Here, the only attempted showing of active negligence or misfeasance is an allegation, based on the independent consulting engineer's letter, that Arrington departed from the usual sequence of rebar and contract forms installation, making compliance with the quarter-inch tolerance more difficult. As we have explained, however, the letter is not a cognizable part of the record under Rule 56. Moreover, the contract was in fact fully performed. Shacocass' only injury was incurring a cost beyond what it had expected to fulfil his contractual obligation. The district court correctly found that this was not sufficient foundation for an action in tort.

Finally, we consider the quantum meruit claim. Quantum meruit is a doctrine signifying one who provides services should receive the compensation he or she deserves. It is similar to the equitable doctrine of unjust enrichment, although the measures of recovery under the two doctrines are different. Both doctrines allow compensation in the absence of a binding contract. Here, however, there is a valid, enforceable contract for which Shacocass was fully paid the agreed fixed price.

In general, equity will not intervene where an express contract prescribes the right to compensation. E.g., Wolford v. Tankersley, 107 Idaho 1062, 1064, 695 P.2d 1201, 1203 (1984). Only where a contract is unlawful, violates public policy or produces unconscionable harm will its provisions be disregarded. See Quintana v. Anthony, 109 Idaho 977, 981, 712 P.2d 678, 682 (Ct. App. 1985). Shacocass has not established a genuine issue as to how any of these reasons would warrant judicial interference with the contract.[4]

Accordingly, the judgment of the district court is affirmed. Costs (exclusive of attorney fees, which have not been requested) to each of the respondents.

WALTERS, C.J., and SWANSTROM, J., concur.

NOTES

[1] In the discussion which follows, we rely upon principles of Idaho law and cite Idaho authorities. In so doing, we are not unmindful of provisions in the "general conditions" of the contract which state that any substantive issue of law which arises from litigation "shall be determined in accordance with the body of law applicable to procurement of goods and services by the federal government." Here, neither of the parties has argued that federal law is materially different in this area from Idaho law.

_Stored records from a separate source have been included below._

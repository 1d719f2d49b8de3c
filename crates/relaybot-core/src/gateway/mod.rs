//! Model gateway: turns a chat's history plus a new message into one remote
//! model call.
//!
//! - `backend` -- `ModelBackend`: RPITIT trait for concrete API clients
//! - `box_backend` -- `BoxModelBackend`: object-safe wrapper for runtime selection
//! - `prompt` -- prompt assembly and transcript rendering
//! - `client` -- `ModelClient`: input validation, deadline, reply checks

pub mod backend;
pub mod box_backend;
pub mod client;
pub mod prompt;

pub use backend::ModelBackend;
pub use box_backend::BoxModelBackend;
pub use client::ModelClient;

[2] Our comments on the state of the record, here and elsewhere in this opinion, should not be interpreted to reflect on Shacocass' counsel. The law firm presently representing Shacocass entered the case for the first time on appeal.

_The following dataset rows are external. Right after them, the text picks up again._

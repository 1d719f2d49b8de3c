//! CLI definitions for the `relaybot` binary.

use std::path::PathBuf;

use clap::{Args, Parser, Subcommand};
use secrecy::SecretString;

/// Relay Telegram chats to a hosted language model.
#[derive(Parser)]
#[command(name = "relaybot", version, about, long_about = None)]
#[command(propagate_version = true)]
pub struct Cli {
    /// Optional TOML config file; environment variables override it.
    #[arg(short, long, global = true, env = "RELAYBOT_CONFIG")]
    pub config: Option<PathBuf>,

    /// Only log errors.
    #[arg(long, global = true)]
    pub quiet: bool,

    /// More log output (-v for debug in relaybot crates, -vv for trace).
    #[arg(short, long, action = clap::ArgAction::Count, global = true)]
    pub verbose: u8,

    /// Log one JSON object per event.
    #[arg(long, global = true)]
    pub json_logs: bool,

    /// Export spans through OpenTelemetry (stdout exporter).
    #[arg(long, global = true)]
    pub otel: bool,

    #[command(flatten)]
    pub credentials: CredentialArgs,

    #[command(subcommand)]
    pub command: Option<Commands>,
}

#[derive(Subcommand, Debug, Clone, Copy, PartialEq, Eq)]
pub enum Commands {
    /// Poll Telegram and answer messages (default).
    Run,

    /// Print the resolved configuration as JSON and exit.
    CheckConfig,
}

/// Credentials, read from flags or the environment and never logged.
#[derive(Args)]
pub struct CredentialArgs {
    /// Telegram bot token.
    #[arg(long, env = "BOT_TOKEN", hide_env_values = true)]
    pub bot_token: Option<String>,

    /// Bearer key for the chat-completions backend.
    #[arg(long, env = "MODEL_API_KEY", hide_env_values = true)]
    pub model_api_key: Option<String>,

    /// Agent id for the agent-call backend.
    #[arg(long, env = "AGENT_ACCESS_ID", hide_env_values = true)]
    pub agent_access_id: Option<String>,
}

/// Credentials wrapped as secrets.
pub struct Credentials {
    pub bot_token: Option<SecretString>,
    pub model_api_key: Option<SecretString>,
    pub agent_access_id: Option<SecretString>,
}

impl CredentialArgs {
    pub fn into_secrets(self) -> Credentials {
        let secret = |value: Option<String>| {
            value
                .filter(|v| !v.trim().is_empty())
                .map(SecretString::from)
        };
        Credentials {
            bot_token: secret(self.bot_token),
            model_api_key: secret(self.model_api_key),
            agent_access_id: secret(self.agent_access_id),
        }
    }
}

impl Cli {
    /// Default log filter for the chosen verbosity, used when `RUST_LOG` is unset.
    pub fn log_filter(&self) -> &'static str {
        match self.verbose {
            0 if self.quiet => "error",
            0 => "info",
            1 => "info,relaybot_core=debug,relaybot_infra=debug,relaybot=debug",
            _ => "trace",
        }
    }
}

[3] The record does contain copies of internal memoranda, from Morrison-Knudsen's files, characterizing the specifications as ambiguous. However, the memoranda refer to a number of contract disputes not at issue here. It is not clear that the characterization of ambiguity was directed specifically at the quarter-inch tolerance. In any event, as we have explained, contract ambiguity is a question of law, to be resolved by a court. The opinion of an engineer or project manager is not dispositive; neither does it alter our analysis in this case.

[4] Appellant's brief mentions in passing a claim arguably outside the contract, involving a "transfer airlift line." However, the brief does not develop the issue, and we will not discuss it here.